A workshop based around a debate on freedom of expression and respectful behaviour online.

Target group
All
Age group
Adults, Elderly citizens, Teenagers
Proficiency level i
Level 2
Format
Activity sheet
Copyright i
Creative Commons (BY-SA)
Language
English, French , Polski, Français

General Objective

Awareness building

Preparation time for facilitator

less than 1 hour

Competence area

2 - Communication & collaboration

Time needed to complete activity (for learner)

0 - 1 hour

Support material needed for training

Paper-Sheets-Pens-Blank whiteboard-Scotch tape-Blu Tack

Resource originally created in

French
Workshop directions

Introduction

Through two activities, the objective of this workshop is to have participants consider notions regarding freedom of speech and respectful online behaviour. There will be a walking debate on what we can and cannot say online, then on the broader subject of freedom of expression and the laws that exist to protect it.

Walking debate

Start off with a walking debate to consider what can be said or not on the internet. This will help establish some ground rules and get a sense of the participants’ level of knowledge. To facilitate this, print the provided materials below, cut out the statements and put them in a hat/box/container from which they will be drawn randomly and read aloud for the rest of the group. Then the debate can begin.

What is a walking debate?

This is a debate in which participants will play a physical role. They will move around depending on their response to a given statement (agreement/neutral/disagreement). For example, to respond ‘yes’, they may take one step forward. For a neutral response, they could stay where they are and for a disagreement, a step backwards. Simple right? Prior to the statement being made and while participants are responding through movement, they should not speak in order to not influence each other. After the decisions are made, invite the participants to express their view on the question asked by explaining why they moved the way they did.
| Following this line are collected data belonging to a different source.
//! Gemini generateContent provider for coaching replies.
//!
//! Single-shot structured output: the request declares a JSON response
//! schema and the reply text is parsed straight into [`CoachResponse`].
//! One atomic round trip - no retry, no streaming, no caching.

use std::time::Duration;

use reqwest::Client as HttpClient;
use serde::{Deserialize, Serialize};
use serde_json::Value;
use tracing::{debug, error};

use crate::error::{CoachError, CoachResult};
use crate::prompt::{self, SYSTEM_INSTRUCTION};
use crate::schema;
use crate::types::{CoachResponse, UserInput};

const GEMINI_API_BASE: &str = "https://generativelanguage.googleapis.com/v1beta/models";
pub const DEFAULT_MODEL: &str = "gemini-2.5-flash";
const DEFAULT_TIMEOUT_SECS: u64 = 60;

/// Gemini-backed advice generator.
#[derive(Clone)]
pub struct GeminiCoach {
    client: HttpClient,
    api_key: Option<String>,
    model: String,
    base_url: String,
    timeout: Duration,
}

impl GeminiCoach {
    /// Create a generator. A missing key is not an error until
    /// [`generate`](Self::generate) is called.
    pub fn new(api_key: Option<String>) -> Self {
        Self {
            client: HttpClient::new(),
            api_key,
            model: DEFAULT_MODEL.to_string(),
            base_url: GEMINI_API_BASE.to_string(),
            timeout: Duration::from_secs(DEFAULT_TIMEOUT_SECS),
        }
    }

    /// Create from the GEMINI_API_KEY environment variable.
    pub fn from_env() -> Self {
        Self::new(std::env::var("GEMINI_API_KEY").ok())
    }

    pub fn with_model(mut self, model: impl Into<String>) -> Self {
        self.model = model.into();
        self
    }

    /// Override the endpoint base. Tests point this at a local server.
    pub fn with_base_url(mut self, base_url: impl Into<String>) -> Self {
        self.base_url = base_url.into();
        self
    }

    pub fn with_timeout(mut self, timeout: Duration) -> Self {
        self.timeout = timeout;
        self
    }

    pub fn has_api_key(&self) -> bool {
        self.api_key.is_some()
    }

    /// One atomic round trip: check-in in, validated coaching reply out.
    pub async fn generate(&self, input: &UserInput) -> CoachResult<CoachResponse> {
        let api_key = self.api_key.as_deref().ok_or(CoachError::MissingApiKey)?;

        let request = build_request(input);
        let url = format!("{}/{}:generateContent", self.base_url, self.model);
        debug!(model = %self.model, "sending coaching request");

        let response = self
            .client
            .post(&url)
            .query(&[("key", api_key)])
            .json(&request)
            .timeout(self.timeout)
            .send()
            .await?;

        let status = response.status();
        let body = response.text().await?;

        if !status.is_success() {
            error!(%status, "Gemini API returned an error");
            return Err(CoachError::Api {
                status: status.as_u16(),
                message: body,
            });
        }

        if body.trim().is_empty() {
            return Err(CoachError::EmptyResponse);
        }

        let api_response: GeminiResponse = serde_json::from_str(&body)?;

        if let Some(err) = api_response.error {
            return Err(CoachError::Api {
                status: err.code.unwrap_or(status.as_u16()),
                message: err.message,
            });
        }

        let text = extract_text(api_response);
        if text.trim().is_empty() {
            return Err(CoachError::EmptyResponse);
        }

        let reply: CoachResponse = serde_json::from_str(&text)?;
        schema::validate_reply(&reply)?;

        Ok(reply)
    }
}

/// Build the request body from a check-in.
fn build_request(input: &UserInput) -> GeminiRequest {
    GeminiRequest {
        contents: vec![GeminiContent {
            role: "user".to_string(),
            parts: vec![GeminiTextPart {
                text: prompt::build_prompt(input),
            }],
        }],
        system_instruction: GeminiSystemInstruction {
            parts: vec![GeminiTextPart {
                text: SYSTEM_INSTRUCTION.to_string(),
            }],
        },
        generation_config: GeminiGenerationConfig {
            response_mime_type: "application/json".to_string(),
            response_schema: schema::response_schema(),
        },
    }
}

/// Concatenate the text parts of the first candidate.
fn extract_text(response: GeminiResponse) -> String {
    let mut text = String::new();
    if let Some(candidates) = response.candidates {
        if let Some(candidate) = candidates.into_iter().next() {
            for part in candidate.content.parts {
                if let Some(t) = part.text {
                    text.push_str(&t);
                }
            }
        }
    }
    text
}

// ============================================================================
// API Types
// ============================================================================

#[derive(Serialize)]
struct GeminiRequest {
    contents: Vec<GeminiContent>,
    #[serde(rename = "systemInstruction")]
    system_instruction: GeminiSystemInstruction,
    #[serde(rename = "generationConfig")]
    generation_config: GeminiGenerationConfig,
}

#[derive(Serialize)]
struct GeminiSystemInstruction {
    parts: Vec<GeminiTextPart>,
}

#[derive(Serialize)]
struct GeminiContent {
    role: String,
    parts: Vec<GeminiTextPart>,
}

#[derive(Serialize)]
struct GeminiTextPart {
    text: String,
}

#[derive(Serialize)]
struct GeminiGenerationConfig {
    #[serde(rename = "responseMimeType")]
    response_mime_type: String,
    #[serde(rename = "responseSchema")]
    response_schema: Value,
}

#[derive(Deserialize)]
struct GeminiResponse {
    candidates: Option<Vec<GeminiCandidate>>,
    error: Option<GeminiApiError>,
}

#[derive(Deserialize)]
struct GeminiCandidate {
    content: GeminiCandidateContent,
}

#[derive(Deserialize)]
struct GeminiCandidateContent {
    #[serde(default)]
    parts: Vec<GeminiResponsePart>,
}

#[derive(Deserialize)]
struct GeminiResponsePart {
    text: Option<String>,
}

#[derive(Deserialize)]
struct GeminiApiError {
    code: Option<u16>,
    message: String,
}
Facilitation tip: The statements listed below are examples tested by our moderators. We therefore know that they are good examples for debate encouragement. This shouldn’t stop you from coming up with your own ideas! However, we would advise you to choose statements that don’t have a clear response (in order to encourage the debate) and particularly to test them beforehand (with colleagues, friends, family) to ensure that they work well for this type of activity.

Definition of freedom of expression and its limits

For the second part of the workshop, focus on the definition of freedom of expression. Each nation-state will have its own definitions but for the sake of this workshop we will take the definition from the UN’s Universal Declaration of Human Rights.
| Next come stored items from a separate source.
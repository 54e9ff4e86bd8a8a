//! Configuration file support for zenteen
//!
//! Loads config from ~/.zenteen/config.toml

use serde::Deserialize;
use std::path::PathBuf;

/// Configuration for zenteen
#[derive(Debug, Default, Deserialize)]
pub struct Config {
    /// Gemini API key
    pub gemini_api_key: Option<String>,

    /// Gemini model id
    pub model: Option<String>,

    /// Request timeout in seconds
    pub request_timeout_secs: Option<u64>,
}

impl Config {
    /// Load config from ~/.zenteen/config.toml
    pub fn load() -> Self {
        let path = config_path();

        if !path.exists() {
            return Self::default();
        }

        match std::fs::read_to_string(&path) {
            Ok(content) => match toml::from_str(&content) {
                Ok(config) => config,
                Err(e) => {
                    eprintln!("Warning: Failed to parse {}: {}", path.display(), e);
                    Self::default()
                }
            },
            Err(e) => {
                eprintln!("Warning: Failed to read {}: {}", path.display(), e);
                Self::default()
            }
        }
    }
}

/// Get the config file path
pub fn config_path() -> PathBuf {
    dirs::home_dir()
        .unwrap_or_default()
        .join(".zenteen")
        .join("config.toml")
}
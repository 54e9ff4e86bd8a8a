// tests/generate.rs
// Full generate() round trip against a mock Gemini endpoint

use serde_json::json;
use wiremock::matchers::{body_partial_json, method, path};
use wiremock::{Mock, MockServer, ResponseTemplate};

use zenteen::provider::gemini::GeminiCoach;
use zenteen::types::{Mood, UserInput};
use zenteen::CoachError;

fn check_in() -> UserInput {
    UserInput::new(Mood::Stressed, 3, "exams", "be calmer")
}

fn coach(server: &MockServer) -> GeminiCoach {
    GeminiCoach::new(Some("test-key".into())).with_base_url(server.uri())
}

/// Wrap model text in the generateContent response envelope.
fn envelope(text: &str) -> serde_json::Value {
    json!({
        "candidates": [
            { "content": { "parts": [ { "text": text } ], "role": "model" } }
        ]
    })
}

fn full_reply() -> serde_json::Value {
    json!({
        "emotionalAnalysis": "Exams have you wound up tight.",
        "personalizedAdvice": "Break revision into 25-minute blocks.",
        "affirmations": [
            "I am prepared.",
            "I am calm under pressure.",
            "I am more than my grades."
        ],
        "habits": [
            "Sleep 8 hours",
            "Walk after studying",
            "Phone off during revision"
        ],
        "dailyChallenge": "Tell a friend one thing you're proud of.",
        "journalPrompt": "What would you do if exams didn't scare you?",
        "motivationalClosing": "Remember: one exam never defines you."
    })
}

#[tokio::test]
async fn successful_reply_preserves_all_seven_fields() {
    let server = MockServer::start().await;

    Mock::given(method("POST"))
        .and(path("/gemini-2.5-flash:generateContent"))
        .and(body_partial_json(json!({
            "generationConfig": { "responseMimeType": "application/json" }
        })))
        .respond_with(ResponseTemplate::new(200).set_body_json(envelope(&full_reply().to_string())))
        .expect(1)
        .mount(&server)
        .await;

    let reply = coach(&server).generate(&check_in()).await.unwrap();

    assert_eq!(reply.emotional_analysis, "Exams have you wound up tight.");
    assert_eq!(reply.personalized_advice, "Break revision into 25-minute blocks.");
    assert_eq!(
        reply.affirmations,
        vec![
            "I am prepared.",
            "I am calm under pressure.",
            "I am more than my grades."
        ]
    );
    assert_eq!(
        reply.habits,
        vec![
            "Sleep 8 hours",
            "Walk after studying",
            "Phone off during revision"
        ]
    );
    assert_eq!(reply.daily_challenge, "Tell a friend one thing you're proud of.");
    assert_eq!(reply.journal_prompt, "What would you do if exams didn't scare you?");
    assert_eq!(reply.motivational_closing, "Remember: one exam never defines you.");
}

#[tokio::test]
async fn reply_missing_a_required_field_fails() {
    let server = MockServer::start().await;

    let mut reply = full_reply();
    reply.as_object_mut().unwrap().remove("motivationalClosing");

    Mock::given(method("POST"))
        .respond_with(ResponseTemplate::new(200).set_body_json(envelope(&reply.to_string())))
        .mount(&server)
        .await;

    let err = coach(&server).generate(&check_in()).await.unwrap_err();
    assert!(matches!(err, CoachError::Parse(_)), "got {:?}", err);
}

#[tokio::test]
async fn empty_model_text_is_a_no_response_failure() {
    let server = MockServer::start().await;

    Mock::given(method("POST"))
        .respond_with(ResponseTemplate::new(200).set_body_json(envelope("")))
        .mount(&server)
        .await;

    let err = coach(&server).generate(&check_in()).await.unwrap_err();
    assert!(matches!(err, CoachError::EmptyResponse), "got {:?}", err);
}

#[tokio::test]
async fn response_without_candidates_is_a_no_response_failure() {
    let server = MockServer::start().await;

    Mock::given(method("POST"))
        .respond_with(ResponseTemplate::new(200).set_body_json(json!({})))
        .mount(&server)
        .await;

    let err = coach(&server).generate(&check_in()).await.unwrap_err();
    assert!(matches!(err, CoachError::EmptyResponse), "got {:?}", err);
}

#[tokio::test]
async fn non_json_model_text_fails_without_panicking() {
    let server = MockServer::start().await;

    Mock::given(method("POST"))
        .respond_with(
            ResponseTemplate::new(200)
                .set_body_json(envelope("Sorry, here is some advice instead of JSON.")),
        )
        .mount(&server)
        .await;

    let err = coach(&server).generate(&check_in()).await.unwrap_err();
    assert!(matches!(err, CoachError::Parse(_)), "got {:?}", err);
}

#[tokio::test]
async fn server_error_surfaces_as_api_failure() {
    let server = MockServer::start().await;

    Mock::given(method("POST"))
        .respond_with(ResponseTemplate::new(500).set_body_string("internal error"))
        .mount(&server)
        .await;

    let err = coach(&server).generate(&check_in()).await.unwrap_err();
    match err {
        CoachError::Api { status, .. } => assert_eq!(status, 500),
        other => panic!("expected Api error, got {:?}", other),
    }
}

#[tokio::test]
async fn embedded_error_object_surfaces_as_api_failure() {
    let server = MockServer::start().await;

    Mock::given(method("POST"))
        .respond_with(ResponseTemplate::new(200).set_body_json(json!({
            "error": { "code": 429, "message": "quota exceeded" }
        })))
        .mount(&server)
        .await;

    let err = coach(&server).generate(&check_in()).await.unwrap_err();
    match err {
        CoachError::Api { status, message } => {
            assert_eq!(status, 429);
            assert_eq!(message, "quota exceeded");
        }
        other => panic!("expected Api error, got {:?}", other),
    }
}

#[tokio::test]
async fn missing_key_fails_before_any_request() {
    let server = MockServer::start().await;

    Mock::given(method("POST"))
        .respond_with(ResponseTemplate::new(200).set_body_json(envelope(&full_reply().to_string())))
        .expect(0)
        .mount(&server)
        .await;

    let err = GeminiCoach::new(None)
        .with_base_url(server.uri())
        .generate(&check_in())
        .await
        .unwrap_err();

    assert!(matches!(err, CoachError::MissingApiKey));
    server.verify().await;
}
Article 9 of the Universal Declaration of Human Rights.

Everyone has the right to freedom of opinion and expression; this right includes freedom to hold opinions without interference and to seek, receive and impart information and ideas through any media and regardless of frontiers.
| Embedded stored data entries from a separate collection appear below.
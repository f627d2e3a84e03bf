//! Named addressing of questionnaire fields.
//!
//! The client renders questionnaire inputs under positional ids such as
//! `step-0-field-1-0-input-0` (step, row, column, input). Page objects
//! address them by name instead, through a [`FormLayout`]:
//!
//! ```text
//! FieldPath("details", "title", 0)
//!        │ step index 0    │ row 0, column 0  │ input 0
//!        ▼                 ▼                  ▼
//!   #step-0 >> #step-0-field-0-0-input-0
//! ```
//!
//! Names resolve to the first declaration with that name (declaration
//! order), mirroring the first-match rule of selectors.

use crate::result::{HarnessError, HarnessResult};
use crate::selector::Selector;
use serde::{Deserialize, Serialize};
use std::fmt;

/// Step holding the submission details
pub const DETAILS_STEP: &str = "details";
/// Title field of the details step
pub const TITLE_FIELD: &str = "title";
/// Free-text field of the details step
pub const DESCRIPTION_FIELD: &str = "description";
/// Attachment field of the details step
pub const ATTACHMENTS_FIELD: &str = "attachments";

/// Named address of a form input
#[derive(Debug, Clone, PartialEq, Eq, Hash)]
pub struct FieldPath {
    /// Step name
    pub step: String,
    /// Field name within the step
    pub field: String,
    /// Input index within the field
    pub input: usize,
}

impl FieldPath {
    /// Address the `input`-th input of `field` in `step`
    #[must_use]
    pub fn new(step: impl Into<String>, field: impl Into<String>, input: usize) -> Self {
        Self {
            step: step.into(),
            field: field.into(),
            input,
        }
    }
}

impl fmt::Display for FieldPath {
    fn fmt(&self, f: &mut fmt::Formatter<'_>) -> fmt::Result {
        write!(f, "{}/{}/{}", self.step, self.field, self.input)
    }
}

/// Position of a field inside its step
#[derive(Debug, Clone, PartialEq, Eq, Serialize, Deserialize)]
pub struct FieldLayout {
    /// Field name
    pub name: String,
    /// Row of the field in the step grid
    pub row: usize,
    /// Column of the field in the step grid
    #[serde(default)]
    pub column: usize,
}

impl FieldLayout {
    /// Field at `row`, column 0
    #[must_use]
    pub fn new(name: impl Into<String>, row: usize) -> Self {
        Self {
            name: name.into(),
            row,
            column: 0,
        }
    }
}

/// Ordered fields of a step
#[derive(Debug, Clone, PartialEq, Eq, Serialize, Deserialize)]
pub struct StepLayout {
    /// Step name
    pub name: String,
    /// Fields in declaration order
    pub fields: Vec<FieldLayout>,
}

/// Ordered steps of the submission questionnaire
#[derive(Debug, Clone, PartialEq, Eq, Serialize, Deserialize)]
pub struct FormLayout {
    /// Steps in rendering order; the position is the step index
    pub steps: Vec<StepLayout>,
}

impl Default for FormLayout {
    fn default() -> Self {
        Self {
            steps: vec![StepLayout {
                name: DETAILS_STEP.to_string(),
                fields: vec![
                    FieldLayout::new(TITLE_FIELD, 0),
                    FieldLayout::new(DESCRIPTION_FIELD, 1),
                    FieldLayout::new(ATTACHMENTS_FIELD, 2),
                ],
            }],
        }
    }
}

impl FormLayout {
    /// Resolve a named path to positional coordinates
    pub fn resolve(&self, path: &FieldPath) -> HarnessResult<ResolvedField> {
        let unknown = || HarnessError::UnknownField {
            path: path.to_string(),
        };
        let (step_index, step) = self
            .steps
            .iter()
            .enumerate()
            .find(|(_, s)| s.name == path.step)
            .ok_or_else(unknown)?;
        let field = step
            .fields
            .iter()
            .find(|f| f.name == path.field)
            .ok_or_else(unknown)?;
        Ok(ResolvedField {
            step: step_index,
            row: field.row,
            column: field.column,
            input: path.input,
        })
    }
}

/// Positional coordinates of a form input
#[derive(Debug, Clone, Copy, PartialEq, Eq)]
pub struct ResolvedField {
    /// Step index
    pub step: usize,
    /// Field row
    pub row: usize,
    /// Field column
    pub column: usize,
    /// Input index
    pub input: usize,
}

impl ResolvedField {
    /// Container of the whole step
    #[must_use]
    pub fn step_selector(&self) -> Selector {
        Selector::id(format!("step-{}", self.step))
    }

    /// Container of the field, scoped to its step
    #[must_use]
    pub fn field_selector(&self) -> Selector {
        self.step_selector().descendant(Selector::id(format!(
            "step-{}-field-{}-{}",
            self.step, self.row, self.column
        )))
    }

    /// The input itself, scoped to its step
    #[must_use]
    pub fn input_selector(&self) -> Selector {
        self.step_selector().descendant(Selector::id(format!(
            "step-{}-field-{}-{}-input-{}",
            self.step, self.row, self.column, self.input
        )))
    }

    /// The file input inside the field
    #[must_use]
    pub fn file_input_selector(&self) -> Selector {
        self.field_selector().descendant(Selector::file_input())
    }
}

#[cfg(test)]
mod tests {
    use super::*;
    use proptest::prelude::*;

    mod resolve_tests {
        use super::*;

        #[test]
        fn test_default_layout_positions() {
            let layout = FormLayout::default();
            let title = layout
                .resolve(&FieldPath::new(DETAILS_STEP, TITLE_FIELD, 0))
                .unwrap();
            assert_eq!(
                title.input_selector(),
                Selector::id("step-0").descendant(Selector::id("step-0-field-0-0-input-0"))
            );
            let body = layout
                .resolve(&FieldPath::new(DETAILS_STEP, DESCRIPTION_FIELD, 0))
                .unwrap();
            assert_eq!(
                body.input_selector().to_string(),
                "#step-0 >> #step-0-field-1-0-input-0"
            );
        }

        #[test]
        fn test_file_input_selector() {
            let attachments = FormLayout::default()
                .resolve(&FieldPath::new(DETAILS_STEP, ATTACHMENTS_FIELD, 0))
                .unwrap();
            assert_eq!(
                attachments.file_input_selector().to_css().as_deref(),
                Some("#step-0 #step-0-field-2-0 input[type='file']")
            );
        }

        #[test]
        fn test_unknown_names() {
            let layout = FormLayout::default();
            let err = layout
                .resolve(&FieldPath::new("identity", TITLE_FIELD, 0))
                .unwrap_err();
            assert_eq!(err.to_string(), "Unknown form field: identity/title/0");
            assert!(layout
                .resolve(&FieldPath::new(DETAILS_STEP, "phone", 0))
                .is_err());
        }

        #[test]
        fn test_first_declaration_wins() {
            let layout = FormLayout {
                steps: vec![StepLayout {
                    name: "s".into(),
                    fields: vec![FieldLayout::new("dup", 4), FieldLayout::new("dup", 7)],
                }],
            };
            let resolved = layout.resolve(&FieldPath::new("s", "dup", 0)).unwrap();
            assert_eq!(resolved.row, 4);
        }

        #[test]
        fn test_layout_from_yaml() {
            let yaml = r"
steps:
  - name: receivers
    fields: []
  - name: details
    fields:
      - { name: title, row: 0 }
      - { name: notes, row: 3, column: 1 }
";
            let layout: FormLayout = serde_yaml_ng::from_str(yaml).unwrap();
            let notes = layout
                .resolve(&FieldPath::new("details", "notes", 2))
                .unwrap();
            assert_eq!(
                notes.input_selector().to_string(),
                "#step-1 >> #step-1-field-3-1-input-2"
            );
        }
    }

    proptest! {
        #[test]
        fn prop_resolved_ids_embed_coordinates(
            row in 0usize..50,
            column in 0usize..5,
            input in 0usize..5,
        ) {
            let layout = FormLayout {
                steps: vec![StepLayout {
                    name: "only".into(),
                    fields: vec![FieldLayout { name: "f".into(), row, column }],
                }],
            };
            let resolved = layout.resolve(&FieldPath::new("only", "f", input)).unwrap();
            let expected = format!("#step-0 >> #step-0-field-{row}-{column}-input-{input}");
            prop_assert_eq!(resolved.input_selector().to_string(), expected);
        }
    }
}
Ask participants if they understand the definition. Explain that this definition is from the UN’s Declaration of Human Rights, which, although part of what is referred to as international law, is not legally binding. The article includes 30 articles conferring rights for every individual, including the right to shelter, to a nationality, to not be subject to torture, and to have freedom of expression. For more information, see Wikipedia. Explain that in many countries, there are limits imposed on freedom of expression. We will provide the example of France here but feel free to change this for the country in which you are giving the workshop. These 4 limits of the freedom of expression are stated in France’s constitution:

  • Limit 1 – Breaching the privacy of or using the image of another person without their permission.
  • Limit 2 – Making statements that do one of the following: incite ethnic, religious or ethnic hate, promote war crimes or terrorism, discriminate on the basis of sexual orientation or disability, support historical denialism, or encourage the use of illegal drugs.
  • Limit 3 – Making defamatory statements, i.e. remarks that attack a person’s honour.
  • Limit 4 – Using abusive language, abusive being defined by outrageous or contemptuous statements made with little to no basis in fact.

To put these rules into practice, divide participants into four groups and attribute to each group one of the four limits listed above. There will be therefore:

  • one ‘privacy and right to image’ group
  • one ‘illegal statements’ group
  • one ‘defamatory statements’ group
  • one ‘abusive statements’ group

Print the material below and place them on the centre of the table. Each example contains a phrase or a case corresponding to one or several of the limits. Each group must check the material and take the examples that concern their assigned limit. They can of course reflect all together! At the end of this workshop, each group should say out loud the statements that concern the limits assigned to them and explain why.

Variant

Instead of organising the work in groups, you can also do this activity collectively. On a whiteboard or other writing surface, draw 4 columns, one for each limit. Give out the examples one by one until there are none remaining. Each participant should come to stick the example(s) they have been given to the right column and explain why.